*** Opening of Given data ***

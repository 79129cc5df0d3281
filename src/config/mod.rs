pub mod env;
pub use env::apply_env_overrides;

use crate::geo::Coordinate;
use crate::simulation::SimulationParams;
use anyhow::{Context, Result};
use serde::Deserialize;
use std::time::Duration;
use tracing::warn;

/// Complete Nearby configuration
#[derive(Debug, Clone, Deserialize)]
pub struct NearbyConfig {
    #[serde(default)]
    pub radar: RadarConfig,
    #[serde(default)]
    pub location: LocationConfig,
    #[serde(default)]
    pub assistant: AssistantConfig,
    #[serde(default)]
    pub api: ApiConfig,
    /// Load the demo roster at startup
    #[serde(default = "default_seed_contacts")]
    pub seed_contacts: bool,
}

fn default_seed_contacts() -> bool {
    true
}

/// Simulation and proximity settings
#[derive(Debug, Clone, Deserialize)]
pub struct RadarConfig {
    /// Proximity scan radius (kilometres)
    #[serde(default = "default_radius_km")]
    pub radius_km: f64,
    /// Time between simulation ticks (milliseconds)
    #[serde(default = "default_tick_interval_ms")]
    pub tick_interval_ms: u64,
    /// Full width of the per-tick random walk (degrees)
    #[serde(default = "default_jitter_degrees")]
    pub jitter_degrees: f64,
    /// Fixed RNG seed for reproducible runs
    #[serde(default)]
    pub seed: Option<u64>,
}

fn default_radius_km() -> f64 {
    5.0
}

fn default_tick_interval_ms() -> u64 {
    2000
}

fn default_jitter_degrees() -> f64 {
    0.001
}

impl Default for RadarConfig {
    fn default() -> Self {
        Self {
            radius_km: default_radius_km(),
            tick_interval_ms: default_tick_interval_ms(),
            jitter_degrees: default_jitter_degrees(),
            seed: None,
        }
    }
}

impl RadarConfig {
    pub fn simulation_params(&self) -> SimulationParams {
        SimulationParams {
            radius_km: self.radius_km,
            jitter_degrees: self.jitter_degrees,
        }
    }

    pub fn tick_interval(&self) -> Duration {
        Duration::from_millis(self.tick_interval_ms.max(1))
    }

    /// Replace values the simulation cannot run with by their defaults.
    ///
    /// The radius must be finite and positive, the jitter finite and
    /// non-negative.
    pub fn sanitize(&mut self) {
        if !valid_radius_km(self.radius_km) {
            warn!(
                radius_km = self.radius_km,
                default = default_radius_km(),
                "Invalid radar radius, using default"
            );
            self.radius_km = default_radius_km();
        }
        if !(self.jitter_degrees.is_finite() && self.jitter_degrees >= 0.0) {
            warn!(
                jitter_degrees = self.jitter_degrees,
                default = default_jitter_degrees(),
                "Invalid jitter, using default"
            );
            self.jitter_degrees = default_jitter_degrees();
        }
    }
}

pub(crate) fn valid_radius_km(radius_km: f64) -> bool {
    radius_km.is_finite() && radius_km > 0.0
}

/// Position acquisition settings
#[derive(Debug, Clone, Deserialize)]
pub struct LocationConfig {
    #[serde(default = "default_fallback_latitude")]
    pub fallback_latitude: f64,
    #[serde(default = "default_fallback_longitude")]
    pub fallback_longitude: f64,
    /// Upper bound on a position request (milliseconds)
    #[serde(default = "default_location_timeout_ms")]
    pub timeout_ms: u64,
    /// Optional JSON lookup endpoint for the device position
    #[serde(default)]
    pub provider_url: Option<String>,
}

fn default_fallback_latitude() -> f64 {
    40.7128
}

fn default_fallback_longitude() -> f64 {
    -74.0060
}

fn default_location_timeout_ms() -> u64 {
    10_000
}

impl Default for LocationConfig {
    fn default() -> Self {
        Self {
            fallback_latitude: default_fallback_latitude(),
            fallback_longitude: default_fallback_longitude(),
            timeout_ms: default_location_timeout_ms(),
            provider_url: None,
        }
    }
}

impl LocationConfig {
    pub fn fallback(&self) -> Coordinate {
        Coordinate::new(self.fallback_latitude, self.fallback_longitude)
    }

    pub fn timeout(&self) -> Duration {
        Duration::from_millis(self.timeout_ms)
    }
}

/// Text-generation service settings
#[derive(Debug, Clone, Deserialize)]
pub struct AssistantConfig {
    #[serde(default = "default_assistant_url")]
    pub api_url: String,
    #[serde(default = "default_assistant_model")]
    pub model: String,
    /// None disables the assistant
    #[serde(default)]
    pub api_key: Option<String>,
    #[serde(default = "default_assistant_timeout_ms")]
    pub timeout_ms: u64,
}

fn default_assistant_url() -> String {
    "https://generativelanguage.googleapis.com".to_string()
}

fn default_assistant_model() -> String {
    "gemini-2.0-flash".to_string()
}

fn default_assistant_timeout_ms() -> u64 {
    20_000
}

impl Default for AssistantConfig {
    fn default() -> Self {
        Self {
            api_url: default_assistant_url(),
            model: default_assistant_model(),
            api_key: None,
            timeout_ms: default_assistant_timeout_ms(),
        }
    }
}

/// HTTP API settings
#[derive(Debug, Clone, Deserialize)]
pub struct ApiConfig {
    #[serde(default = "default_port")]
    pub port: u16,
    /// Radar surface size used when a request does not specify one
    #[serde(default = "default_radar_size_px")]
    pub radar_size_px: f64,
    #[serde(default = "default_radar_padding_px")]
    pub radar_padding_px: f64,
}

fn default_port() -> u16 {
    3000
}

fn default_radar_size_px() -> f64 {
    300.0
}

fn default_radar_padding_px() -> f64 {
    10.0
}

impl Default for ApiConfig {
    fn default() -> Self {
        Self {
            port: default_port(),
            radar_size_px: default_radar_size_px(),
            radar_padding_px: default_radar_padding_px(),
        }
    }
}

impl Default for NearbyConfig {
    fn default() -> Self {
        Self {
            radar: RadarConfig::default(),
            location: LocationConfig::default(),
            assistant: AssistantConfig::default(),
            api: ApiConfig::default(),
            seed_contacts: default_seed_contacts(),
        }
    }
}

/// Load configuration from TOML file
pub fn load_config(path: &str) -> Result<NearbyConfig> {
    let contents = std::fs::read_to_string(path)
        .with_context(|| format!("Failed to read config file {}", path))?;
    let mut config: NearbyConfig =
        toml::from_str(&contents).with_context(|| format!("Failed to parse config file {}", path))?;
    config.radar.sanitize();
    Ok(config)
}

*** Close of Given data ***

Write the opening line of the data above and every line after it, exactly, stopping once you have written the line with "pub struct NearbyConfig".

## Response for this exercise
repository 79129cc5df0d3281
filename src/config/mod.rs
pub mod env;
pub use env::apply_env_overrides;

use crate::geo::Coordinate;
use crate::simulation::SimulationParams;
use anyhow::{Context, Result};
use serde::Deserialize;
use std::time::Duration;
use tracing::warn;

/// Complete Nearby configuration
#[derive(Debug, Clone, Deserialize)]
pub struct NearbyConfig {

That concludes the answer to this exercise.